• _EXERCISE INPUTS_:
------------------------------------
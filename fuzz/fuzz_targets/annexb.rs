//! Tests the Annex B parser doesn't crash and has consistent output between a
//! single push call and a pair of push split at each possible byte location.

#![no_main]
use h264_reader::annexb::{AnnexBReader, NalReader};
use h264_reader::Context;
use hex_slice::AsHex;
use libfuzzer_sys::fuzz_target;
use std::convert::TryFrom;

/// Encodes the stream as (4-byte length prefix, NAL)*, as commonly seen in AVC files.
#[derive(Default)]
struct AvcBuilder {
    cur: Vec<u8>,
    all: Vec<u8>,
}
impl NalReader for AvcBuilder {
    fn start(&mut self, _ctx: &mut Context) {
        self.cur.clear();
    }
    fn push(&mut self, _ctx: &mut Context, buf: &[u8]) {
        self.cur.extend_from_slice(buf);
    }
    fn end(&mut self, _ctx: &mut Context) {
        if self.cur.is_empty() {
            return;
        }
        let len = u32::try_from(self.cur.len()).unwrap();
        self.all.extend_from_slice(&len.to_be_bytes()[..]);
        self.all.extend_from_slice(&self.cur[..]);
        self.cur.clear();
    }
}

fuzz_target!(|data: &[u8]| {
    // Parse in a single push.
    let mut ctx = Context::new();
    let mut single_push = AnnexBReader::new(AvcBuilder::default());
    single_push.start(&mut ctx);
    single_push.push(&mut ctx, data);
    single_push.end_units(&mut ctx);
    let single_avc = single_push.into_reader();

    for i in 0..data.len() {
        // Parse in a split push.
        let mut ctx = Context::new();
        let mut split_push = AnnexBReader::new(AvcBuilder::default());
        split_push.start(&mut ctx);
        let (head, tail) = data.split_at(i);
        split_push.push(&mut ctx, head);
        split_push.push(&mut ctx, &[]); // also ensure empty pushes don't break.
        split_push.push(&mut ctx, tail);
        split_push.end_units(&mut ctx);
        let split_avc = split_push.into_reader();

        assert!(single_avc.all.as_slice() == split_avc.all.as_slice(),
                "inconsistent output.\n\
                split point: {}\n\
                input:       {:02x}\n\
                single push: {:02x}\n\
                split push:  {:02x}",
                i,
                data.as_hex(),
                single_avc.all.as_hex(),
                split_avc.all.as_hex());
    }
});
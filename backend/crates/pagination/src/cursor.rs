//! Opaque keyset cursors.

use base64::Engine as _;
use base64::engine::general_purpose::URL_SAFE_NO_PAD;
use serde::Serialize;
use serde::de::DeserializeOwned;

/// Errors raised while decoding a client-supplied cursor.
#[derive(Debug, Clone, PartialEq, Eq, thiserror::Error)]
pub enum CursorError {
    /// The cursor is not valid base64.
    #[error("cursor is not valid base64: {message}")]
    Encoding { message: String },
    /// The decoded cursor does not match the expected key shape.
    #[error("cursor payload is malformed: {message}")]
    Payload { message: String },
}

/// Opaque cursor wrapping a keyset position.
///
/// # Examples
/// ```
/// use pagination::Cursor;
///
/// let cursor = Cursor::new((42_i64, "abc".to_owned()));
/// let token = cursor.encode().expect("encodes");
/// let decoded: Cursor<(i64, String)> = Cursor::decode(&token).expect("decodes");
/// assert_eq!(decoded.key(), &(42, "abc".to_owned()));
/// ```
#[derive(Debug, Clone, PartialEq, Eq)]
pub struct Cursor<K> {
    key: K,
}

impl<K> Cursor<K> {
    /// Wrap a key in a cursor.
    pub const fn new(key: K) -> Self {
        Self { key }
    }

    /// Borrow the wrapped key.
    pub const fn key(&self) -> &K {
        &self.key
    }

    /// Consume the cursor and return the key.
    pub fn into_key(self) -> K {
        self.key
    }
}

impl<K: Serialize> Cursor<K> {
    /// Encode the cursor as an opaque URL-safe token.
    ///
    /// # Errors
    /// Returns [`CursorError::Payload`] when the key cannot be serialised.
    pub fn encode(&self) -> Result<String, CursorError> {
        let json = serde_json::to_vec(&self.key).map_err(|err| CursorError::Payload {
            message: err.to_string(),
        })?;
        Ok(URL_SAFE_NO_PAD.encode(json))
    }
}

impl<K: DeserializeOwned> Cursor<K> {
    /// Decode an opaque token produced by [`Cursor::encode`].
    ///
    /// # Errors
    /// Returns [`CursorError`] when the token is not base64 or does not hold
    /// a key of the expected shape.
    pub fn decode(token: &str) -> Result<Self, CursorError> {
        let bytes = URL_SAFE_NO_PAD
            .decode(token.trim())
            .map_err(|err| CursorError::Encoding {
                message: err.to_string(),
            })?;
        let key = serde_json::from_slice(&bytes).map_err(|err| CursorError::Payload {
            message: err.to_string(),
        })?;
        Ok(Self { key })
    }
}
------------------------------------
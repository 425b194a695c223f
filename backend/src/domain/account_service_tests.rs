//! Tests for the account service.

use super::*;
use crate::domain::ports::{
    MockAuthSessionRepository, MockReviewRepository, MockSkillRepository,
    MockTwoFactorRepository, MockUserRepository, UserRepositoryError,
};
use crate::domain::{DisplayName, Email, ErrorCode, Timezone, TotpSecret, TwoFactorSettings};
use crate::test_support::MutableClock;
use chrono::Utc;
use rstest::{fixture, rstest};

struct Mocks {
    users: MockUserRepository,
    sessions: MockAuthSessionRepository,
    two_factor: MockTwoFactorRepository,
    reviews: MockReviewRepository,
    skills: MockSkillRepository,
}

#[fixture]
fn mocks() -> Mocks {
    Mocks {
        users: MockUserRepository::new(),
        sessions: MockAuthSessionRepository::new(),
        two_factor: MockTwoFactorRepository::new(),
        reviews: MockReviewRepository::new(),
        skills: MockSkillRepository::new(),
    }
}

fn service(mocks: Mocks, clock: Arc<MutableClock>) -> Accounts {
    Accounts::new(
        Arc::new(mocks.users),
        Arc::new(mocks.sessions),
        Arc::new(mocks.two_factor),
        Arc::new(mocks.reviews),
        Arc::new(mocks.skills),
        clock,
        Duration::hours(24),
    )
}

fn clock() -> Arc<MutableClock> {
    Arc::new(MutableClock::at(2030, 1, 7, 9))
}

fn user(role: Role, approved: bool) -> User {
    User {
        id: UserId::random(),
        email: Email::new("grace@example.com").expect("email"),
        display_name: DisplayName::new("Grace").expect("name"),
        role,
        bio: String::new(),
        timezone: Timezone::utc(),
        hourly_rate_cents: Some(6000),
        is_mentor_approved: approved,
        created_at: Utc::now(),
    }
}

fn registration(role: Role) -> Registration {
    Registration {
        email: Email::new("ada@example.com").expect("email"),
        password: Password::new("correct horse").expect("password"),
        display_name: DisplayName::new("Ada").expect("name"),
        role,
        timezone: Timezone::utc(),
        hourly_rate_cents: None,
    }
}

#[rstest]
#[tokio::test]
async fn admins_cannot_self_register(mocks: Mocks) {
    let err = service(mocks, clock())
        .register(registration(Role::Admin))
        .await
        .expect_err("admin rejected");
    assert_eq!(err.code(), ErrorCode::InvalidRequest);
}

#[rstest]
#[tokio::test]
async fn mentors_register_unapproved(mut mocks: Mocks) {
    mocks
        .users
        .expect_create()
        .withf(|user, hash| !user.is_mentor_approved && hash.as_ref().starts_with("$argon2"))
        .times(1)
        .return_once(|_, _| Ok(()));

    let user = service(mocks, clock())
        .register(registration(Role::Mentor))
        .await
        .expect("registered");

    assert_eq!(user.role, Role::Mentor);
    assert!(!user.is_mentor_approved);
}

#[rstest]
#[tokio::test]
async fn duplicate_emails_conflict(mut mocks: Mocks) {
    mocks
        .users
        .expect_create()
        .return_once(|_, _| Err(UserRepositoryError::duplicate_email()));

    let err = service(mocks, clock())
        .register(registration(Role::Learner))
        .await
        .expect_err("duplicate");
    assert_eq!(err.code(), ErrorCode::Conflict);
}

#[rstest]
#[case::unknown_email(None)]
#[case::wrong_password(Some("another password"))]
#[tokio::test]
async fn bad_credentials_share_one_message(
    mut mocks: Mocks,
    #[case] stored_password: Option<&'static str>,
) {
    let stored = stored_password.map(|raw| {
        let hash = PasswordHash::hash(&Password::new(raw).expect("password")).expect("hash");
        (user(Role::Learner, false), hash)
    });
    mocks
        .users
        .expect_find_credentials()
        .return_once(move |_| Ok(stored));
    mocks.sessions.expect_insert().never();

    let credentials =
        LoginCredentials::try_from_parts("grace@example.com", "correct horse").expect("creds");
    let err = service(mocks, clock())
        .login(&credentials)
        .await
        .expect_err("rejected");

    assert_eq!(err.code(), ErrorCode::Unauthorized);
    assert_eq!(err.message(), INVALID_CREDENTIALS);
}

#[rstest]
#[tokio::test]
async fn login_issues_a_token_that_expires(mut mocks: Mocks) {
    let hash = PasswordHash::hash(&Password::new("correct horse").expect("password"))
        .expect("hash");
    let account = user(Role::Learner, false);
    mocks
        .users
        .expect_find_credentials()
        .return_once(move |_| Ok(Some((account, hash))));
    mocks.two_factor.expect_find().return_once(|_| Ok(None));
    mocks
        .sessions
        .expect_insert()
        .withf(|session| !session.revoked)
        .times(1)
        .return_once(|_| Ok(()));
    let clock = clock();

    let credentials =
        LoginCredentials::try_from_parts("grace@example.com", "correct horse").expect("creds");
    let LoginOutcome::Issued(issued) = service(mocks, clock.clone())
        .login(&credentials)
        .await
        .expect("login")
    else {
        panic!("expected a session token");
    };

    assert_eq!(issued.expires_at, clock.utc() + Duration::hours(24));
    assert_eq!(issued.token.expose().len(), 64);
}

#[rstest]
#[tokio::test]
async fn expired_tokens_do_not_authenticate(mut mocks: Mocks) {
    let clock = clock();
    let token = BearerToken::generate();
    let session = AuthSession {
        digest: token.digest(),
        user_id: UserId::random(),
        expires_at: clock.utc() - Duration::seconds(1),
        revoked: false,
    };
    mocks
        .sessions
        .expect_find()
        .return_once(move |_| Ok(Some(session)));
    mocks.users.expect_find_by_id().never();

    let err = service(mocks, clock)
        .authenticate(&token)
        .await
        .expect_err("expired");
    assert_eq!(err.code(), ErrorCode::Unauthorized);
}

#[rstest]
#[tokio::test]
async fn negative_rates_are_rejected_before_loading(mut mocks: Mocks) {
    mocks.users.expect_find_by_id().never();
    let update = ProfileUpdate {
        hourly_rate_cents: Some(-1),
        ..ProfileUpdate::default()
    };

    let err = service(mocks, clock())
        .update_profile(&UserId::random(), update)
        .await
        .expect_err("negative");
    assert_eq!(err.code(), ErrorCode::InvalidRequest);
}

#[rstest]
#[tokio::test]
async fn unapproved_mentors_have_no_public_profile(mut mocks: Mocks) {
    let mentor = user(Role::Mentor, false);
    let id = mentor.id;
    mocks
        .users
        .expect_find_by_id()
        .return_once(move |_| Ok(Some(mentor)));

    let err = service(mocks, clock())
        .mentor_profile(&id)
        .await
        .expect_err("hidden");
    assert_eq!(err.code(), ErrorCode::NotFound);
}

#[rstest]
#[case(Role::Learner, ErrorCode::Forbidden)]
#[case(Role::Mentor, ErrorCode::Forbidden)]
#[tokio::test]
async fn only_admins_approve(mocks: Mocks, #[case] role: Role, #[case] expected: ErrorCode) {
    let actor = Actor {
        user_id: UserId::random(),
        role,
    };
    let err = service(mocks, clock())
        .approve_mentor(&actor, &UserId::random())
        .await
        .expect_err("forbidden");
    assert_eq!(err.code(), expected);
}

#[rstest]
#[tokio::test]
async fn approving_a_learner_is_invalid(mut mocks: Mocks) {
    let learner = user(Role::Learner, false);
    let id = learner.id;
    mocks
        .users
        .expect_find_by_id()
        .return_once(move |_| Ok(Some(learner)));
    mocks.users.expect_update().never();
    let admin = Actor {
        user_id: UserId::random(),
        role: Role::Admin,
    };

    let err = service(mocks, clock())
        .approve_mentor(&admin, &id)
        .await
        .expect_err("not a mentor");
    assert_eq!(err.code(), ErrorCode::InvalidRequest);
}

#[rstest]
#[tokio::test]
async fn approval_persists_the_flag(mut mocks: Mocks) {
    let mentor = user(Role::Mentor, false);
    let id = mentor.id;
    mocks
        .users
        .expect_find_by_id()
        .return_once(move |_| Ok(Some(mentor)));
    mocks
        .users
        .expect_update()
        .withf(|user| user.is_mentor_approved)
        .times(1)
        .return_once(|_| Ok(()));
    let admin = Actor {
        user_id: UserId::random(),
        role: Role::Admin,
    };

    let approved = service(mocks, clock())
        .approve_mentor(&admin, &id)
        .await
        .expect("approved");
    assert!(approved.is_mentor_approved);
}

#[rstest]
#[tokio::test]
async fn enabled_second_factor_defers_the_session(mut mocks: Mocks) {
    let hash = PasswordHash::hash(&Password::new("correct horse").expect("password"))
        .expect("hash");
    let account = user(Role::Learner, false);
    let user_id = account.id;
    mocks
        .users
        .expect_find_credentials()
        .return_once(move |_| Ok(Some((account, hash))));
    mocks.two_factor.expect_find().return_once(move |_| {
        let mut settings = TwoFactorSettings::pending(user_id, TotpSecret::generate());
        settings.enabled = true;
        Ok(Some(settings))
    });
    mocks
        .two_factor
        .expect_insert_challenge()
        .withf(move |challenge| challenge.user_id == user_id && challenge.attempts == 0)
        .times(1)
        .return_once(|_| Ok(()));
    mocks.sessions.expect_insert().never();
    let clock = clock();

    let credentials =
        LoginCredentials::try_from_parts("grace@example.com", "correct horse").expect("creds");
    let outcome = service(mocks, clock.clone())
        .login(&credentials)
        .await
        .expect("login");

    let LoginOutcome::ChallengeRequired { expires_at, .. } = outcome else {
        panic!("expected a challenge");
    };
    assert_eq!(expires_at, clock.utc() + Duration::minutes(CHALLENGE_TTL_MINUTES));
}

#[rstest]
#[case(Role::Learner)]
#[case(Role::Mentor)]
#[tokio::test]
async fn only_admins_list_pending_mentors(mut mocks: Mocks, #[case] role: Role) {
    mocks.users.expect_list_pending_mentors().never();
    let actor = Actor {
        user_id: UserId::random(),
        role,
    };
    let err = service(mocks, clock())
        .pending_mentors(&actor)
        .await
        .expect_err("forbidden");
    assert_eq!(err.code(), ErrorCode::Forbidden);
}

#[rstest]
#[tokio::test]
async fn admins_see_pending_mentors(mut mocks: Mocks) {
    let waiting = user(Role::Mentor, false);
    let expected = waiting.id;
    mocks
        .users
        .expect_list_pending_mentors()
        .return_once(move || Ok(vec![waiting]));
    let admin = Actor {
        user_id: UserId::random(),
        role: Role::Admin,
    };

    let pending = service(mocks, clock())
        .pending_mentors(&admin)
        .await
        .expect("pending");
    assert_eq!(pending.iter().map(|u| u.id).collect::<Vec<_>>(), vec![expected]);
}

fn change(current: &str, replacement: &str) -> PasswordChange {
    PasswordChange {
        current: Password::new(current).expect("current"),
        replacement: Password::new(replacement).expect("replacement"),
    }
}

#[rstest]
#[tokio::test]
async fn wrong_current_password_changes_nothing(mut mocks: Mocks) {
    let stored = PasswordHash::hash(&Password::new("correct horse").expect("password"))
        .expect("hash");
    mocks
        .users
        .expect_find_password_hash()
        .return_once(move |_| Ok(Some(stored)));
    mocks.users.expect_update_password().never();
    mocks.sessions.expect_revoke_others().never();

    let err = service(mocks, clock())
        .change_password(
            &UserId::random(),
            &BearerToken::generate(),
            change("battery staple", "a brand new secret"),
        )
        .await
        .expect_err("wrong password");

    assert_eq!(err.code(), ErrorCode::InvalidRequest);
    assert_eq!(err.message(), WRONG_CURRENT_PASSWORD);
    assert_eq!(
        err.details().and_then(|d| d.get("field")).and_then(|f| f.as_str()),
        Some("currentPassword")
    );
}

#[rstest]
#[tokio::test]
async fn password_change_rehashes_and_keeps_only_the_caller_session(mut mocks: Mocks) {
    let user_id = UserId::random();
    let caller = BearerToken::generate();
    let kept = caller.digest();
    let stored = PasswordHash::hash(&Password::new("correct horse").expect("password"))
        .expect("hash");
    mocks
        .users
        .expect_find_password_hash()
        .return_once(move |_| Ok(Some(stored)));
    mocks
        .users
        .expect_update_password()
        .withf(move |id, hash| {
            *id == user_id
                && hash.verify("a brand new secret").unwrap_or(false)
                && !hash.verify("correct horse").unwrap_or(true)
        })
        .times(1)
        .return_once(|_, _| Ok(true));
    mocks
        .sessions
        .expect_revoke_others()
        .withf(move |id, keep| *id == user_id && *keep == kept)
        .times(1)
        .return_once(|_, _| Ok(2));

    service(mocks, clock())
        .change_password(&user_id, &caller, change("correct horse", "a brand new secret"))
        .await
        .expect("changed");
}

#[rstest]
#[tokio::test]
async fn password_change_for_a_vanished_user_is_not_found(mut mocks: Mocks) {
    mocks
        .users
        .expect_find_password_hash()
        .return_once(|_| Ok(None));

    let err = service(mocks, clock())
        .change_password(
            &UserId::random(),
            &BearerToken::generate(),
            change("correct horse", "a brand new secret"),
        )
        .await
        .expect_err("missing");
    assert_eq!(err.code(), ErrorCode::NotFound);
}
------------------------------------
• _WORK INSTRUCTION_: Looking at the material above, say how many of its lines hold the word "issued", giving only the number.

• _RESPONSE AREA_: 3